Friday, April 14, 2017

Good Friday Blues



Sometimes, things are very sad.
Sometimes, things are very unfair.
Sometimes, things are very wrong.
That is a main reason people started singing the blues.[1]
I wonder what makes you sad?  I wonder what you think is unfair? I wonder what you think is wrong?
But the blues were not just about sadness, they were also about the difference between knowing something and living it.
"Everybody wanna sing my blues, nobody wanna live my blues."  ~~ Langston Hughes
        Sounds of Blackness – "Living the Blues" 

There are some places in our world right now where people, even children, are suffering in terrible ways. Here is one picture of that, painted by an artist.
On Good Friday, we remember how Jesus—God with us—suffered in terrible ways.
So, we know as we remember and get to know Jesus that Jesus knows suffering and that God is with us, even when things are very sad, unfair, and wrong.

We also heard the kinds of things Jesus said while he was suffering.
Jesus prayed a Psalm where he said honestly how it felt—it felt like God wasn’t there. (So Jesus knows how it feels if we can’t tell where God is…)
Jesus said that he forgave people that hated him. (So, we are challenged to forgive because God’s love is more powerful than hate).
Jesus, in the middle of his own suffering and dying, created a new family. He wanted to make sure that his mother had a son and that his beloved disciple had a mother, so he asked them to see one another as family from now on.

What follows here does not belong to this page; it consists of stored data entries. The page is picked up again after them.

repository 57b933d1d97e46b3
//! Text rendering of a computed `Summary`.

use crate::core::summary::Summary;
use crate::utils::colors::{CYAN, GREEN, colorize_duration, colorize_optional, paint};
use crate::utils::formatting::{bold, pad_right};
use crate::utils::table::{Column, Table};

const EMPTY_TIME: &str = "--:--";

fn time_cell(value: &str, colors: bool) -> String {
    if value.is_empty() {
        colorize_optional(EMPTY_TIME, colors)
    } else {
        value.to_string()
    }
}

/// Only filled slots show a duration; the rest stay blank.
fn duration_cell(duration: &str, filled: bool, colors: bool) -> String {
    if filled {
        colorize_duration(duration, true, colors)
    } else {
        String::new()
    }
}

/// Slot list with per-slot duration.
pub fn render_slots(summary: &Summary, colors: bool) -> String {
    let mut table = Table::new(vec![
        Column::new("#"),
        Column::new("ID"),
        Column::new("Start"),
        Column::new("End"),
        Column::new("Duration"),
    ]);

    for row in &summary.slots {
        table.add_row(vec![
            row.position.to_string(),
            row.id.to_string(),
            time_cell(&row.start, colors),
            time_cell(&row.end, colors),
            duration_cell(&row.duration, row.filled, colors),
        ]);
    }

    let mut out = format!(
        "Work slots ({} of {} filled)\n",
        summary.filled_slots, summary.total_slots
    );
    out.push_str(&table.render());
    out
}

/// Totals block ending with the amount due.
pub fn render_totals(summary: &Summary, colors: bool) -> String {
    let label = |s: &str| pad_right(s, 14);
    let due = if colors {
        bold(&paint(&summary.cost, GREEN, true))
    } else {
        summary.cost.clone()
    };

    let mut out = String::new();
    out.push_str(&paint("Summary", CYAN, colors));
    out.push('\n');
    out.push_str(&format!("  {}{}\n", label("Filled slots:"), summary.filled_slots));
    out.push_str(&format!("  {}{}\n", label("Total time:"), summary.total_duration));
    out.push_str(&format!("  {}{}\n", label("Rate:"), summary.rate));
    out.push_str(&format!("  {}{}\n", label("Total due:"), due));
    out
}

pub fn render_summary(summary: &Summary, colors: bool) -> String {
    format!(
        "{}\n{}",
        render_slots(summary, colors),
        render_totals(summary, colors)
    )
}
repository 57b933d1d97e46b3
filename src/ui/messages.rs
//! Status lines printed around the rendered summary.

use crate::utils::colors::{BLUE, GREEN, RED, YELLOW, paint};
use std::fmt;

/// Icons
const ICON_INFO: &str = "ℹ️";
const ICON_OK: &str = "✅";
const ICON_WARN: &str = "⚠️";
const ICON_ERR: &str = "❌";

/// Prints icon-prefixed messages, colored only when `colors` is set.
#[derive(Debug, Clone, Copy)]
pub struct Messenger {
    pub colors: bool,
}

impl Messenger {
    pub fn new(colors: bool) -> Self {
        Self { colors }
    }

    /// Icon plus message, as printed by the other methods.
    pub fn line<T: fmt::Display>(&self, icon: &str, color: &str, msg: T) -> String {
        format!("{} {}", paint(icon, color, self.colors), msg)
    }

    pub fn info<T: fmt::Display>(&self, msg: T) {
        println!("{}", self.line(ICON_INFO, BLUE, msg));
    }

    pub fn success<T: fmt::Display>(&self, msg: T) {
        println!("{}", self.line(ICON_OK, GREEN, msg));
    }

    pub fn warning<T: fmt::Display>(&self, msg: T) {
        println!("{}", self.line(ICON_WARN, YELLOW, msg));
    }

    pub fn error<T: fmt::Display>(&self, msg: T) {
        eprintln!("{}", self.line(ICON_ERR, RED, msg));
    }

    /// Section header
    pub fn header<T: fmt::Display>(&self, msg: T) {
        println!("{}", paint(&format!("== {}", msg), BLUE, self.colors));
    }
}
//! Unified application error type.
//! The core (store, calculator) never fails; everything that can go wrong
//! lives at the edges (config file, CLI input, output) and returns AppError.

use std::io;
use thiserror::Error;

#[derive(Error, Debug)]
pub enum AppError {
    // ---------------------------
    // IO
    // ---------------------------
    #[error("I/O error: {0}")]
    Io(#[from] io::Error),

    // ---------------------------
    // Serialization
    // ---------------------------
    #[error("YAML error: {0}")]
    Yaml(#[from] serde_yaml::Error),

    #[error("JSON error: {0}")]
    Json(#[from] serde_json::Error),

    // ---------------------------
    // Parsing errors
    // ---------------------------
    #[error("Invalid time format: {0}")]
    InvalidTime(String),

    #[error("Invalid slot range: {0} (expected HH:MM-HH:MM)")]
    InvalidSlot(String),

    #[error("Invalid slot field: {0} (expected 'start' or 'end')")]
    InvalidField(String),

    #[error("Invalid slot id: {0}")]
    InvalidSlotId(String),

    #[error("Unknown command: {0}")]
    UnknownCommand(String),

    #[error("Missing argument for '{0}'")]
    MissingArgument(String),

    // ---------------------------
    // Config errors
    // ---------------------------
    #[error("Configuration error: {0}")]
    Config(String),

    #[error("Failed to load configuration")]
    ConfigLoad,

    #[error("Failed to save configuration")]
    ConfigSave,
}

pub type AppResult<T> = Result<T, AppError>;
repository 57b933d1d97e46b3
pub mod messages;
pub mod render;
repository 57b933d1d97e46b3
pub mod calculator;
pub mod store;
pub mod summary;

pub use store::SlotStore;
pub use summary::Summary;
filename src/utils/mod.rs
pub mod colors;
pub mod formatting;
pub mod table;
pub mod time;

pub use formatting::{format_money, parse_rate};
use crate::models::Slot;
use crate::utils::time::minutes_since_midnight;

/// Worked minutes between two `HH:MM` times.
///
/// Returns 0 when either side is empty or does not parse, and when `end` is
/// earlier than `start` (spans past midnight are not wrapped).
pub fn slot_duration_minutes(start: &str, end: &str) -> i64 {
    if start.is_empty() || end.is_empty() {
        return 0;
    }

    match (minutes_since_midnight(start), minutes_since_midnight(end)) {
        (Some(s), Some(e)) => (e - s).max(0),
        _ => 0,
    }
}

pub fn total_minutes(slots: &[Slot]) -> i64 {
    slots
        .iter()
        .map(|s| slot_duration_minutes(&s.start, &s.end))
        .sum()
}

/// Slots with both start and end set.
pub fn filled_slot_count(slots: &[Slot]) -> usize {
    slots.iter().filter(|s| s.is_filled()).count()
}
//! rSlotPay library root.
//! Exposes the slot store and calculator, plus the CLI front end built on them.

pub mod cli;
pub mod config;
pub mod core;
pub mod errors;
pub mod models;
pub mod ui;
pub mod utils;

use clap::Parser;
use cli::parser::{Cli, Commands};
use config::Config;
use errors::AppResult;
use tracing_subscriber::EnvFilter;

/// Central command dispatcher
pub fn dispatch(cli: &Cli, cfg: &Config) -> AppResult<()> {
    let colors = cfg.use_colors && !cli.no_color;

    match &cli.command {
        Some(cmd @ Commands::Init { .. }) => cli::commands::init::handle(cmd, colors),
        Some(cmd @ Commands::Config { .. }) => cli::commands::config::handle(cmd, cfg, colors),
        Some(cmd @ Commands::Calc { .. }) => cli::commands::calc::handle(cmd, cfg, colors),
        Some(cmd @ Commands::Shell { .. }) => cli::commands::shell::handle(Some(cmd), cfg, colors),
        None => cli::commands::shell::handle(None, cfg, colors),
    }
}

/// Logs go to stderr so they never mix with rendered output.
fn init_tracing(verbose: bool) {
    let filter = if verbose {
        EnvFilter::new("debug")
    } else {
        EnvFilter::try_from_env("RSLOTPAY_LOG").unwrap_or_else(|_| EnvFilter::new("warn"))
    };
    let _ = tracing_subscriber::fmt()
        .with_env_filter(filter)
        .with_writer(std::io::stderr)
        .try_init();
}

/// Entry point used by main.rs
pub fn run() -> AppResult<()> {
    let cli = Cli::parse();
    init_tracing(cli.verbose);

    let cfg = Config::load()?;

    dispatch(&cli, &cfg)
}
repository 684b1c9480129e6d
//! Named caches of request → response entries.
//!
//! ```text
//! CacheStorage (handle, cheap to clone)
//!     └── dyn CacheBackend (memory or disk)
//!             └── NamedCache ("fascinante-static-v1", ...)
//!                     └── RequestKey → CacheEntry
//! ```
//!
//! Absence is `Ok(None)`, never an error. A `put` replaces the whole entry
//! for its key in one step; concurrent writers race and the last one wins.

use std::fmt;
use std::sync::Arc;
use std::time::{SystemTime, UNIX_EPOCH};

use async_trait::async_trait;
use bytes::Bytes;
use http::{HeaderMap, HeaderName, HeaderValue, StatusCode};
use indexmap::IndexMap;
use serde::{Deserialize, Serialize};
use swkit_net::{Request, Response, ResponseSource};
use thiserror::Error;

use crate::config::StorageConfig;

mod disk;
mod memory;

pub use disk::DiskCacheBackend;
pub use memory::MemoryCacheBackend;

// ==================== Errors ====================

/// Errors raised by a cache backend.
#[derive(Error, Debug, Clone, PartialEq, Eq)]
pub enum StorageError {
    #[error("Quota exceeded: {requested} bytes requested, {quota} bytes allowed")]
    QuotaExceeded { requested: u64, quota: u64 },

    #[error("Method {0} cannot be cached")]
    UnsupportedMethod(String),

    #[error("Cache storage unavailable: {0}")]
    Unavailable(String),

    #[error("Corrupt cache document {name}: {reason}")]
    Corrupt { name: String, reason: String },
}

impl From<std::io::Error> for StorageError {
    fn from(err: std::io::Error) -> Self {
        StorageError::Unavailable(err.to_string())
    }
}

// ==================== Keys ====================

/// Identity of a cached request: method plus URL without fragment.
#[derive(Debug, Clone, PartialEq, Eq, Hash, PartialOrd, Ord, Serialize, Deserialize)]
pub struct RequestKey {
    pub method: String,
    pub url: String,
}

impl RequestKey {
    pub fn for_request(request: &Request) -> Self {
        let mut url = request.url.clone();
        url.set_fragment(None);
        Self {
            method: request.method.as_str().to_string(),
            url: url.into(),
        }
    }
}

impl fmt::Display for RequestKey {
    fn fmt(&self, f: &mut fmt::Formatter<'_>) -> fmt::Result {
        write!(f, "{} {}", self.method, self.url)
    }
}

/// A request header named by the stored response's `Vary`.
#[derive(Debug, Clone, PartialEq, Eq, Serialize, Deserialize)]
pub struct VaryHeader {
    /// Lowercase header name, or `*`.
    pub name: String,
    /// The request's value when the entry was stored.
    pub value: Option<String>,
}

// ==================== Entries ====================

/// A response header exactly as received. Values are raw bytes since
/// they may carry obs-text.
#[derive(Debug, Clone, PartialEq, Eq, Serialize, Deserialize)]
pub struct StoredHeader {
    pub name: String,
    #[serde(with = "base64_bytes")]
    pub value: Bytes,
}

/// A stored response.
#[derive(Debug, Clone, PartialEq, Eq, Serialize, Deserialize)]
pub struct CacheEntry {
    pub key: RequestKey,
    pub status: u16,
    pub headers: Vec<StoredHeader>,
    #[serde(with = "base64_bytes")]
    pub body: Bytes,
    pub vary: Vec<VaryHeader>,
    /// Informational only; entries never expire.
    pub cached_at: u64,
}

impl CacheEntry {
    /// Capture `response` as the stored answer to `request`.
    pub fn new(request: &Request, response: &Response) -> Result<Self, StorageError> {
        if !request.is_cacheable() {
            return Err(StorageError::UnsupportedMethod(request.method.to_string()));
        }

        let vary = vary_names(&response.headers)
            .into_iter()
            .map(|name| {
                let value = joined_header(&request.headers, &name);
                VaryHeader { name, value }
            })
            .collect();

        let headers = response
            .headers
            .iter()
            .map(|(name, value)| StoredHeader {
                name: name.as_str().to_string(),
                value: Bytes::copy_from_slice(value.as_bytes()),
            })
            .collect();

        Ok(Self {
            key: RequestKey::for_request(request),
            status: response.status.as_u16(),
            headers,
            body: response.body.clone(),
            vary,
            cached_at: now_millis(),
        })
    }

    /// Whether this entry answers `request`, honouring `Vary`.
    pub fn matches(&self, request: &Request) -> bool {
        self.vary.iter().all(|vary| {
            vary.name != "*" && joined_header(&request.headers, &vary.name) == vary.value
        })
    }

    /// Body length in bytes.
    pub fn size(&self) -> u64 {
        self.body.len() as u64
    }

    /// Rebuild the response, tagged as served by `cache_name`.
    pub fn to_response(&self, cache_name: &str) -> Response {
        let mut headers = HeaderMap::with_capacity(self.headers.len());
        for header in &self.headers {
            if let (Ok(name), Ok(value)) = (
                HeaderName::try_from(header.name.as_str()),
                HeaderValue::from_bytes(&header.value),
            ) {
                headers.append(name, value);
            }
        }

        Response {
            status: StatusCode::from_u16(self.status).unwrap_or(StatusCode::OK),
            headers,
            body: self.body.clone(),
            url: url::Url::parse(&self.key.url).ok(),
            source: ResponseSource::Cache {
                name: cache_name.to_string(),
            },
        }
    }
}

fn vary_names(headers: &HeaderMap) -> Vec<String> {
    headers
        .get_all(http::header::VARY)
        .iter()
        .filter_map(|v| v.to_str().ok())
        .flat_map(|v| v.split(','))
        .map(|name| name.trim().to_ascii_lowercase())
        .filter(|name| !name.is_empty())
        .collect()
}

fn joined_header(headers: &HeaderMap, name: &str) -> Option<String> {
    let values: Vec<&str> = headers
        .get_all(name)
        .iter()
        .filter_map(|v| v.to_str().ok())
        .collect();
    if values.is_empty() {
        None
    } else {
        Some(values.join(", "))
    }
}

fn now_millis() -> u64 {
    SystemTime::now()
        .duration_since(UNIX_EPOCH)
        .map(|d| d.as_millis() as u64)
        .unwrap_or_default()
}

mod base64_bytes {
    use base64::{engine::general_purpose::STANDARD, Engine as _};
    use bytes::Bytes;
    use serde::{Deserialize, Deserializer, Serializer};

    pub fn serialize<S: Serializer>(bytes: &Bytes, serializer: S) -> Result<S::Ok, S::Error> {
        serializer.serialize_str(&STANDARD.encode(bytes))
    }

    pub fn deserialize<'de, D: Deserializer<'de>>(deserializer: D) -> Result<Bytes, D::Error> {
        let encoded = String::deserialize(deserializer)?;
        STANDARD
            .decode(encoded)
            .map(Bytes::from)
            .map_err(serde::de::Error::custom)
    }
}

// ==================== Named Cache ====================

/// One named cache. Entries keep insertion order; overwrites keep position.
#[derive(Debug, Clone, Default)]
pub struct NamedCache {
    pub name: String,
    entries: IndexMap<RequestKey, CacheEntry>,
}

impl NamedCache {
    pub fn new(name: &str) -> Self {
        Self {
            name: name.to_string(),
            entries: IndexMap::new(),
        }
    }

    /// Find the entry answering `request`.
    pub fn lookup(&self, request: &Request) -> Option<&CacheEntry> {
        if !request.is_cacheable() {
            return None;
        }
        self.entries
            .get(&RequestKey::for_request(request))
            .filter(|entry| entry.matches(request))
    }

    /// Find an entry by key, ignoring `Vary`.
    pub fn get(&self, key: &RequestKey) -> Option<&CacheEntry> {
        self.entries.get(key)
    }

    /// Insert or overwrite.
    pub fn insert(&mut self, entry: CacheEntry) -> Option<CacheEntry> {
        self.entries.insert(entry.key.clone(), entry)
    }

    pub fn remove(&mut self, key: &RequestKey) -> bool {
        self.entries.shift_remove(key).is_some()
    }

    pub fn keys(&self) -> Vec<RequestKey> {
        self.entries.keys().cloned().collect()
    }

    pub fn entries(&self) -> impl Iterator<Item = &CacheEntry> {
        self.entries.values()
    }

    pub fn len(&self) -> usize {
        self.entries.len()
    }

    pub fn is_empty(&self) -> bool {
        self.entries.is_empty()
    }

    /// Sum of body lengths.
    pub fn size(&self) -> u64 {
        self.entries.values().map(CacheEntry::size).sum()
    }
}

// ==================== Backend ====================

/// Storage behind [`CacheStorage`].
#[async_trait]
pub trait CacheBackend: Send + Sync {
    /// Create the named cache if absent.
    async fn open(&self, name: &str) -> Result<(), StorageError>;

    async fn has(&self, name: &str) -> bool;

    /// Cache names in creation order.
    async fn names(&self) -> Vec<String>;

    /// Delete a whole cache. `Ok(false)` when it did not exist.
    async fn delete(&self, name: &str) -> Result<bool, StorageError>;

    async fn match_request(
        &self,
        cache: &str,
        request: &Request,
    ) -> Result<Option<Response>, StorageError>;

    async fn match_key(
        &self,
        cache: &str,
        key: &RequestKey,
    ) -> Result<Option<Response>, StorageError>;

    /// Store `response` for `request`, replacing any previous entry.
    async fn put(
        &self,
        cache: &str,
        request: &Request,
        response: &Response,
    ) -> Result<(), StorageError>;

    async fn keys(&self, cache: &str) -> Result<Vec<RequestKey>, StorageError>;

    async fn delete_entry(&self, cache: &str, key: &RequestKey) -> Result<bool, StorageError>;
}

// ==================== Handles ====================

/// Cache storage (the `caches` global).
#[derive(Clone)]
pub struct CacheStorage {
    backend: Arc<dyn CacheBackend>,
}

impl CacheStorage {
    pub fn new(backend: Arc<dyn CacheBackend>) -> Self {
        Self { backend }
    }

    /// Storage backed by process memory.
    pub fn in_memory() -> Self {
        Self::new(Arc::new(MemoryCacheBackend::new()))
    }

    /// Memory or disk storage, as configured.
    pub async fn from_config(config: &StorageConfig) -> Result<Self, StorageError> {
        let backend: Arc<dyn CacheBackend> = match (&config.directory, config.quota_bytes) {
            (Some(dir), quota) => Arc::new(DiskCacheBackend::open_dir(dir, quota).await?),
            (None, Some(quota)) => Arc::new(MemoryCacheBackend::with_quota(quota)),
            (None, None) => Arc::new(MemoryCacheBackend::new()),
        };
        Ok(Self::new(backend))
    }

    /// Open a cache (creates if doesn't exist).
    pub async fn open(&self, name: &str) -> Result<Cache, StorageError> {
        self.backend.open(name).await?;
        Ok(Cache {
            name: name.to_string(),
            backend: Arc::clone(&self.backend),
        })
    }

    /// Handle to a cache that already exists. Never creates one; if the
    /// cache is deleted later the handle reads as empty.
    pub async fn existing(&self, name: &str) -> Option<Cache> {
        self.backend.has(name).await.then(|| Cache {
            name: name.to_string(),
            backend: Arc::clone(&self.backend),
        })
    }

    pub async fn has(&self, name: &str) -> bool {
        self.backend.has(name).await
    }

    /// Get all cache names.
    pub async fn keys(&self) -> Vec<String> {
        self.backend.names().await
    }

    /// Delete a cache.
    pub async fn delete(&self, name: &str) -> Result<bool, StorageError> {
        self.backend.delete(name).await
    }
}

impl fmt::Debug for CacheStorage {
    fn fmt(&self, f: &mut fmt::Formatter<'_>) -> fmt::Result {
        f.debug_struct("CacheStorage").finish_non_exhaustive()
    }
}

/// An opened named cache.
#[derive(Clone)]
pub struct Cache {
    name: String,
    backend: Arc<dyn CacheBackend>,
}

impl Cache {
    pub fn name(&self) -> &str {
        &self.name
    }

    /// Match a request.
    pub async fn get(&self, request: &Request) -> Result<Option<Response>, StorageError> {
        self.backend.match_request(&self.name, request).await
    }

    /// Match by key, ignoring `Vary`.
    pub async fn get_key(&self, key: &RequestKey) -> Result<Option<Response>, StorageError> {
        self.backend.match_key(&self.name, key).await
    }

    pub async fn put(&self, request: &Request, response: &Response) -> Result<(), StorageError> {
        self.backend.put(&self.name, request, response).await
    }

    pub async fn keys(&self) -> Result<Vec<RequestKey>, StorageError> {
        self.backend.keys(&self.name).await
    }

    pub async fn delete(&self, key: &RequestKey) -> Result<bool, StorageError> {
        self.backend.delete_entry(&self.name, key).await
    }
}

impl fmt::Debug for Cache {
    fn fmt(&self, f: &mut fmt::Formatter<'_>) -> fmt::Result {
        f.debug_struct("Cache").field("name", &self.name).finish()
    }
}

These same things that Jesus did on the cross, Jesus does for us.
Jesus prays honestly with us and invites us to be our real selves when we pray.
Jesus forgives and helps us be open-hearted toward others, even enemies.
Jesus creates new family, so that we can know we are never without help.

In the face of terrible things, Jesus showed vulnerability, courage, and love.
That is why this day is not just a terrible, horrible, no good, very bad day… because of what Jesus did while he was dying. Jesus showed us a new way to live in the face of death, and that is why thousands of years later, we call this day Good Friday… and we will pray for everyone and the whole creation, so that God can keep transforming everyone and everything from ways of death to ways of life.


[1] Early blues frequently took the form of a loose narrative. African-American singers voiced his or her "personal woes in a world of harsh reality: a lost love, the cruelty of police officers, oppression at the hands of white folk, [and] hard times," from https://en.wikipedia.org/wiki/Blues, accessed 4/11/2017.
[2] The art above is called I am alive by Abdalla Omari, a Syrian painter and filmmaker.